One of the preserve’s regular resources is J. D. Stucker, whose area of expertise is Native American Culture. “I teach about the way of life before Kentucky was Kentucky, and after Kentucky was Kentucky,” said Stucker.
His program provides the listener with insight into the tribes, dress, dance, music, food, dwellings and much more about the culture of Kentucky’s natives.
Stucker has also helped build a Native American diorama in the preserve’s Nature Center. Children can often learn more from such displays than from history books, Stucker said. He strives to teach children that the old ways of doing things are the best way, and to “explain the ecosystem the way it was meant to be.”
Such programs put into perspective what students may already have been taught in the classroom. The program content stresses what is most familiar and native to this particular area of Kentucky and the Ohio River. The preserve can comfortably accommodate up to 125 students at one time.
There are 50 acres of meadows, with wetlands, springs, groves and an unusual rock platform. A frog pond is often used when teaching in the outdoor setting, and Little Huckleberry Creek runs merrily through the farm.
Approximately 160 acres of the original Mahan farm are contained within the preserve today.
A board comprised of seven directors now manage the preserve, seeing to its overall maintenance. According to Yost, the Mahans set up separate foundations before each died, desiring that the money be used for the upkeep of the preserve.

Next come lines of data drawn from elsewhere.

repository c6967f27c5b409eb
// Copyright (C) 2026 Fred Clausen
// Use of this source code is governed by an MIT-style
// license that can be found in the LICENSE file or at
// https://opensource.org/licenses/MIT.

#![allow(clippy::expect_used, clippy::unwrap_used)]

mod helpers;
// Copyright (C) 2026 Fred Clausen
// Use of this source code is governed by an MIT-style
// license that can be found in the LICENSE file or at
// https://opensource.org/licenses/MIT.

use cinema_booking_domain::{
    DEFAULT_COLS, DEFAULT_ROWS, FilmCatalog, Price, PricingPolicy, SeatGrid,
};
use std::collections::HashSet;
use thiserror::Error;

/// Configuration validation errors.
#[derive(Debug, Clone, PartialEq, Eq, Error)]
pub enum ConfigError {
    #[error("Film catalog must contain at least one film")]
    EmptyCatalog,
    #[error("Film names must not be blank")]
    BlankFilmName,
    #[error("Film '{0}' appears more than once in the catalog")]
    DuplicateFilm(String),
    #[error("Base price must be greater than zero")]
    ZeroBasePrice,
    #[error("Seat grid must have at least one row and one column, got {rows}x{cols}")]
    EmptyGrid { rows: u8, cols: u8 },
    #[error("Base price {base_price} is too large for a {rows}x{cols} seat grid")]
    BasePriceTooLarge { base_price: Price, rows: u8, cols: u8 },
}

/// Which incomplete reservations are refused at confirmation.
///
/// Both checks are off by default: an empty customer name and an empty
/// seat selection are both accepted.
#[derive(Debug, Clone, Copy, PartialEq, Eq, Default)]
pub struct DraftPolicy {
    /// Refuse drafts whose customer name is blank.
    pub require_customer_name: bool,
    /// Refuse drafts with no seats selected.
    pub require_seats: bool,
}

/// Process-wide booking configuration.
///
/// Built once at startup and shared by every session; never mutated.
#[derive(Debug, Clone, PartialEq, Eq)]
pub struct BookingConfig {
    catalog: FilmCatalog,
    pricing: PricingPolicy,
    rows: u8,
    cols: u8,
    draft_policy: DraftPolicy,
}

impl BookingConfig {
    /// Creates a configuration with a 10x10 grid and the permissive draft policy.
    ///
    /// # Arguments
    ///
    /// * `films` - The film names, in display order
    /// * `base_price` - The price of a standard seat
    ///
    /// # Errors
    ///
    /// Returns an error if:
    /// - The catalog is empty
    /// - A film name is blank or repeated
    /// - The base price is zero
    /// - Selecting every seat of the default grid would overflow the total
    pub fn new<S: AsRef<str>>(films: &[S], base_price: Price) -> Result<Self, ConfigError> {
        if films.is_empty() {
            return Err(ConfigError::EmptyCatalog);
        }

        let mut seen: HashSet<&str> = HashSet::new();
        for film in films {
            let name: &str = film.as_ref();
            if name.trim().is_empty() {
                return Err(ConfigError::BlankFilmName);
            }
            if !seen.insert(name) {
                return Err(ConfigError::DuplicateFilm(name.to_string()));
            }
        }

        if base_price.is_zero() {
            return Err(ConfigError::ZeroBasePrice);
        }

        let too_large = || ConfigError::BasePriceTooLarge {
            base_price,
            rows: DEFAULT_ROWS,
            cols: DEFAULT_COLS,
        };
        let pricing: PricingPolicy = PricingPolicy::new(base_price).map_err(|_| too_large())?;
        validate_grid_total(&pricing, DEFAULT_ROWS, DEFAULT_COLS)?;

        Ok(Self {
            catalog: FilmCatalog::new(films),
            pricing,
            rows: DEFAULT_ROWS,
            cols: DEFAULT_COLS,
            draft_policy: DraftPolicy::default(),
        })
    }

    /// Replaces the seat grid dimensions.
    ///
    /// # Errors
    ///
    /// Returns an error if either dimension is zero, or if selecting every
    /// seat would overflow the total at the configured base price.
    pub fn with_grid_size(mut self, rows: u8, cols: u8) -> Result<Self, ConfigError> {
        if rows == 0 || cols == 0 {
            return Err(ConfigError::EmptyGrid { rows, cols });
        }
        validate_grid_total(&self.pricing, rows, cols)?;
        self.rows = rows;
        self.cols = cols;
        Ok(self)
    }

    /// Replaces the draft policy.
    #[must_use]
    pub const fn with_draft_policy(mut self, draft_policy: DraftPolicy) -> Self {
        self.draft_policy = draft_policy;
        self
    }

    /// Returns the film catalog.
    #[must_use]
    pub const fn catalog(&self) -> &FilmCatalog {
        &self.catalog
    }

    /// Returns the pricing policy.
    #[must_use]
    pub const fn pricing(&self) -> &PricingPolicy {
        &self.pricing
    }

    /// Returns the number of seat rows.
    #[must_use]
    pub const fn rows(&self) -> u8 {
        self.rows
    }

    /// Returns the number of seats per row.
    #[must_use]
    pub const fn cols(&self) -> u8 {
        self.cols
    }

    /// Returns the draft policy.
    #[must_use]
    pub const fn draft_policy(&self) -> DraftPolicy {
        self.draft_policy
    }

    /// Builds a fresh, fully unselected seat grid.
    #[must_use]
    pub fn build_seat_grid(&self) -> SeatGrid {
        SeatGrid::build(self.rows, self.cols, &self.pricing)
    }
}

impl Default for BookingConfig {
    fn default() -> Self {
        Self {
            catalog: FilmCatalog::default(),
            pricing: PricingPolicy::default(),
            rows: DEFAULT_ROWS,
            cols: DEFAULT_COLS,
            draft_policy: DraftPolicy::default(),
        }
    }
}

/// Rejects grids whose full selection total is not representable.
fn validate_grid_total(pricing: &PricingPolicy, rows: u8, cols: u8) -> Result<(), ConfigError> {
    pricing
        .full_grid_total(rows, cols)
        .map(|_| ())
        .ok_or(ConfigError::BasePriceTooLarge {
            base_price: pricing.base_price(),
            rows,
            cols,
        })
}
// Copyright (C) 2026 Fred Clausen
// Use of this source code is governed by an MIT-style
// license that can be found in the LICENSE file or at
// https://opensource.org/licenses/MIT.

use std::sync::Arc;

use cinema_booking::{BookingConfig, Command, CoreError, FlowController, FlowEvent, Stage};
use cinema_booking_domain::SeatPosition;

use crate::Persistence;

fn create_flow() -> FlowController<Persistence> {
    FlowController::new(
        Arc::new(BookingConfig::default()),
        Persistence::new_in_memory().unwrap(),
    )
    .unwrap()
}

fn book(flow: &mut FlowController<Persistence>, film: &str, seats: &[(u8, u8)], name: &str) -> i64 {
    flow.dispatch(Command::SelectFilm {
        name: film.to_string(),
    })
    .unwrap();
    flow.dispatch(Command::ProceedToSeats).unwrap();
    for (row, col) in seats {
        flow.dispatch(Command::ToggleSeat {
            position: SeatPosition::new(*row, *col),
        })
        .unwrap();
    }
    flow.dispatch(Command::ProceedToConfirmation).unwrap();
    flow.dispatch(Command::SetCustomerName {
        name: name.to_string(),
    })
    .unwrap();

    let result = flow.dispatch(Command::Confirm).unwrap();
    match result.event {
        FlowEvent::ReservationCommitted { reservation, .. } => reservation.id,
        other => panic!("unexpected event: {other:?}"),
    }
}

#[test]
fn test_confirmed_booking_is_persisted_and_session_reset() {
    let mut flow = create_flow();

    let id = book(&mut flow, "Film 2", &[(1, 1), (3, 4)], "Ada");

    assert_eq!(flow.stage(), Stage::Menu);
    assert!(flow.session().is_empty());

    let stored = flow.repository_mut().get_reservation(id).unwrap();
    assert_eq!(stored.film, "Film 2");
    assert_eq!(stored.seat_labels(), "1,1,3,4");
    assert_eq!(stored.customer_name, "Ada");
}

#[test]
fn test_two_bookings_append_two_rows() {
    let mut flow = create_flow();

    let first = book(&mut flow, "Film 1", &[(9, 9)], "Ada");
    let second = book(&mut flow, "Film 3", &[(2, 2), (2, 3)], "Grace");

    assert!(second > first);
    assert_eq!(flow.repository_mut().count_reservations().unwrap(), 2);
}

#[test]
fn test_confirm_without_film_stores_nothing() {
    let mut flow = create_flow();

    let result = flow.dispatch(Command::ProceedToSeats);

    assert!(matches!(result, Err(CoreError::IncompleteSession(_))));
    assert_eq!(flow.repository_mut().count_reservations().unwrap(), 0);
}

Having no children of their own, the Mahans left a considerable amount of money for the upkeep of their preserve. The dividends cover all expenses, said Yost.
The Mahan’s generosity has enabled youth groups, school students and other organizations to garner an understanding and appreciation of the natural resources of the land from the hands-on experiences they observe at the preserve.
Sue Stock, a retired Oldham County science teacher, says she loves the idea of teaching in an outdoor educational setting. Stock assists the preserve by providing a program on rocks and soils because, as she puts it, “That’s what’s underfoot. Every rock has its own story.”
“Kids spend so little time outside,” Stock said. Stock said that when she was young, she played outside all of the time, learning first-hand about the marvels of nature. “Kids today don’t have this same opportunity unless you provide it for them. The outdoors is our laboratory.”
Stock stresses in her programs at the preserve that the “land ties in to what we do with nature. It’s wonderful to study the changes of this very farm over time, as it changed from farm to preserve.”
Howard Mahan expressed his dream to incorporate his farm into an extensive wildlife sanctuary when he said, “It has become the labor of my life, and I feel we’re on the right track.” For his efforts, Mahan in 1978 was awarded a “Soil Conservationist of the Year” plaque by the League of Kentucky Sportsmen and the National Wildlife Association.
That same year, more than 350 quail were raised in a special brood house and released on the farm. Plans were designed for certain areas of the preserve to contain food plots for wildlife to feed upon. Corn, sorghum and millet were planted for these purposes.
“Larry is trying to increase the current wildlife population,” said Yost, by continuing to develop and add to the existing plots. In Yost’s words, the preserve truly is a “refuge for nature.”